Dalla cifra estetica alla concretezza: la Fiorentina ha cambiato volto
La versione più vera di un allenatore, quella effettiva, viene seguita come un'ombra dall'ingombrante profilo mediatico e dal racconto che di quello stesso tecnico si fa: difficile talvolta liberarsi dell'etichetta inesorabilmente appiccicata addosso, intere carriere, più o meno prestigiose, sono accompagnate (e lo sono state in passato) da ritornelli spesso poco lusinghieri. Catenacciaro, spregiudicato, difensivista, guru oppure mero gestore: banali esempi di quei tratti che, da sempre, vengono legati a doppio filo al profilo di un allenatore, quando se ne parla.
Uno stigma duro a morire
Nel caso di Vincenzo Italiano si fa riferimento, non da oggi, all'idea di un vero e proprio integralista, di un tecnico incapace di rivedere il proprio approccio e le proprie certezze tattiche in funzione dei momenti, degli avversari e dell'evoluzione della singola partita. Un atteggiamento che, per i critici, si traduceva in un approccio troppo arrembante e nel rischio di specchiarsi eccessivamente nella propria ricerca del gioco a tutti i costi.

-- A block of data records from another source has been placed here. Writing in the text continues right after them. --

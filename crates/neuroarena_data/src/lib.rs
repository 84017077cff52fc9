//! Plain data types shared by the neuroarena simulation.
//!
//! Everything here is serde-serializable and free of simulation logic; the
//! behavior lives in `neuroarena_core` as extension traits and systems over
//! these structs.

pub mod data;

pub use data::brain::{Layer, NeuralNetwork};
pub use data::entity::{Agent, DeathCause, SensorReadings, Species, SENSOR_DIRECTIONS};
pub use data::food::{Food, FoodKind, Obstacle};
pub use data::stats::PopulationStats;
pub use data::traits::{
    DerivedStats, TraitId, TraitRange, Traits, PREDATOR_AGGRESSION, PREY_AGGRESSION,
};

Una critica tornata prepotentemente in auge quando la Fiorentina, sul finire del 2022/23, si è trovata a leccarsi le ferite per le due finali perse di misura; uno stigma che segue Italiano nel tempo e che agli occhi di molti lo qualifica. All'interno dell'evoluzione che, in modo naturale, appartiene alla carriera di un tecnico potremmo riferirci - nel caso di Italiano - al passaggio al 4-2-3-1 e all'accantonamento quasi definitivo del 4-3-3, compiuto nella scorsa stagione per sfruttare al meglio Bonaventura e Barak sulla trequarti (e per affiancare ad Amrabat un mediano dalle caratteristiche diverse).
Il salto di qualità
Si entra adesso in una svolta ancor più profonda, si assiste di fatto a un cambiamento ancor più significativo e in grado di tracciare un solco nella storia di Italiano in panchina e della squadra viola nella sua dimensione effettiva: nessuna rivoluzione tattica (sulla carta) ma la capacità di mandare in campo una Fiorentina più cinica, solida in difesa e capace di tradurre in punti i propri sforzi.

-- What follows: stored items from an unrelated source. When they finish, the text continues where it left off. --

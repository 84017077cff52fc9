use crate::error::{Result, SimError};
use neuroarena_data::NeuralNetwork;
use rand::Rng;

pub fn create_network_random_with_rng<R: Rng>(
    inputs: usize,
    hidden: &[usize],
    outputs: usize,
    init_range: f32,
    rng: &mut R,
) -> NeuralNetwork {
    let mut network = NeuralNetwork::zeroed(inputs, hidden, outputs);
    let range = init_range.abs();
    for layer in &mut network.layers {
        for w in layer.weights.iter_mut().chain(layer.biases.iter_mut()) {
            *w = rng.gen_range(-range..=range);
        }
    }
    network
}

pub fn flatten(network: &NeuralNetwork) -> Vec<f32> {
    let mut weights = Vec::with_capacity(network.weight_count());
    for layer in &network.layers {
        weights.extend_from_slice(&layer.weights);
        weights.extend_from_slice(&layer.biases);
    }
    weights
}

pub fn unflatten(network: &mut NeuralNetwork, weights: &[f32]) -> Result<()> {
    let expected = network.weight_count();
    if weights.len() != expected {
        return Err(SimError::ShapeMismatch {
            expected,
            actual: weights.len(),
        });
    }

    // Rebuild from the declared architecture so a layer vector that was
    // deserialized with the wrong shape cannot survive an import.
    let mut rebuilt = NeuralNetwork::zeroed(network.inputs, &network.hidden, network.outputs);
    let mut offset = 0;
    for layer in &mut rebuilt.layers {
        let w = layer.weights.len();
        layer.weights.copy_from_slice(&weights[offset..offset + w]);
        offset += w;
        let b = layer.biases.len();
        layer.biases.copy_from_slice(&weights[offset..offset + b]);
        offset += b;
    }
    *network = rebuilt;
    Ok(())
}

Una squadra che, senza Nico Gonzalez, ha saputo scovare un volto diverso: non potendo più contare sulla tecnica dell'argentino, sulla sua capacità di saltare l'uomo, i viola si scoprono più concreti e resilienti, capaci di restare in partita nei frangenti di difficoltà e di apnea (come il primo tempo col Verona e quello col Torino) per poi attaccare l'avversario nel momento del suo calo, capendo poi come gestire il risultato senza andare in affanno (anche con l'ausilio sorprendente della difesa a tre a partita in corso).
Inter e Juventus, del resto, ci stanno insegnando come la capacità di colpire l'avversario nel momento di maggiore fragilità e la solidità difensiva siano due chiavi di volta, due presupposti ineludibili per chi vuole competere al vertice. C'è qualcosa di curiosamente entusiasmante nel superamento della "bellezza" come condizione necessaria per vincere, qualcosa che somiglia alla presa di consapevolezza di una squadra che da outsider ambisce a diventare una realtà, che sta interiorizzando (a livello di DNA) la necessità di slegare i punti fatti dalla cifra estetica proposta.

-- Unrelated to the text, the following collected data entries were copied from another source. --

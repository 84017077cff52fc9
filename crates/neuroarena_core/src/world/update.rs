use crate::agent::{self, Intent, SenseContext};
use crate::ecosystem;
use crate::interaction::{self, AttackOutcome};
use crate::world::World;
use neuroarena_data::{DeathCause, Food};
use std::time::Instant;

impl World {
    /// Advances the simulation by up to `speed` ticks.
    ///
    /// Stops early after a generation transition. Death bookkeeping and food
    /// top-up run once per call. Returns the number of ticks simulated.
    pub fn update(&mut self) -> u32 {
        if self.paused {
            return 0;
        }
        let started = Instant::now();

        let mut ticks = 0;
        for _ in 0..self.speed {
            ecosystem::decay_meat(&mut self.food);
            for index in 0..self.agents.len() {
                self.step_agent(index);
            }
            self.tick += 1;
            ticks += 1;

            if self.tick >= self.config.world.generation_length || self.alive_count() == 0 {
                self.end_generation();
                break;
            }
        }

        self.record_deaths();
        ecosystem::prune(&mut self.food);
        self.replenish_food();

        self.metrics
            .record_update(started.elapsed(), self.alive_count(), self.food.len());
        ticks
    }

    /// One sense, think, act, physics, eat pass for the agent at `index`.
    /// Dead or missing agents are skipped.
    pub fn step_agent(&mut self, index: usize) {
        match self.agents.get_mut(index) {
            Some(agent) if agent.is_alive() => agent::tick_cooldown(agent),
            _ => return,
        }

        let perception = {
            let ctx = SenseContext {
                agents: &self.agents,
                food: &self.food,
                width: self.width,
                height: self.height,
                half_angle: self.config.agent.sensor_half_angle,
            };
            agent::sense(index, &ctx)
        };

        let me = &mut self.agents[index];
        me.sensors = perception.readings;
        let intent = agent::think(me);
        agent::steer(me, &intent, &self.config.agent);

        if let Some(target) = perception.nearest {
            self.try_attack(index, target, perception.nearest_distance, &intent);
        }

        let me = &mut self.agents[index];
        agent::integrate(me, &self.obstacles, self.width, self.height, &self.config.agent);
        if me.is_alive() {
            agent::eat(me, &mut self.food, self.width, self.height, &self.config.ecosystem);
            agent::survive(me, &self.config.agent);
        }
    }

    fn try_attack(&mut self, attacker: usize, target: usize, distance: f64, intent: &Intent) {
        let Some((hunter, victim)) = interaction::pair_mut(&mut self.agents, attacker, target)
        else {
            return;
        };
        if !agent::wants_attack(hunter, victim, distance, intent, &self.config.agent) {
            return;
        }

        match interaction::attack(
            hunter,
            victim,
            distance,
            &self.config.combat,
            &self.config.ecosystem,
        ) {
            AttackOutcome::Rejected => {}
            AttackOutcome::Hit { damage } => {
                tracing::trace!(
                    attacker = hunter.id,
                    target = victim.id,
                    damage,
                    remaining = victim.energy,
                    "Attack landed"
                );
            }
            AttackOutcome::Kill {
                fitness_gain, meat, ..
            } => {
                victim.death_recorded = true;
                tracing::debug!(
                    killer = hunter.id,
                    victim = victim.id,
                    fitness_gain,
                    tick = self.tick,
                    "Kill"
                );
                self.logger.log_kill(hunter, victim, self.tick);
                self.logger.log_death(victim, DeathCause::Hunted, self.tick);
                self.food.push(meat);
                self.metrics.increment_counter("kills");
            }
        }
    }

    /// Reports agents that starved since the last call and leaves a carcass
    /// for each.
    pub(crate) fn record_deaths(&mut self) {
        let eco = &self.config.ecosystem;
        for agent in self.agents.iter_mut() {
            if agent.is_alive() || agent.death_recorded {
                continue;
            }
            agent.death_recorded = true;
            if agent.killed {
                continue;
            }
            tracing::debug!(id = agent.id, tick = self.tick, "Starved");
            self.logger.log_death(agent, DeathCause::Starved, self.tick);
            self.food.push(Food::meat(
                agent.x,
                agent.y,
                eco.starvation_meat_energy_fraction * agent.stats.max_energy,
                eco.starvation_meat_decay,
                false,
            ));
            self.metrics.increment_counter("starvations");
        }
    }
}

Per assurdo può esserci qualcosa di incoraggiante anche in un primo tempo di minor possesso, anche in minuti vissuti con la guardia alzata. Un passaggio cruciale, tradotto in tre 1-0 consecutivi, che diventa un salutare segno di pragmatismo: nel corso di una stagione i momenti di affanno e di emergenza numerica sono all'ordine del giorno (a maggior ragione con tanti impegni) ed è evidente quanto diventi cruciale, finalmente, capire quando sia necessario mettere via il vestito buono (spesso apparso come una scomoda trappola).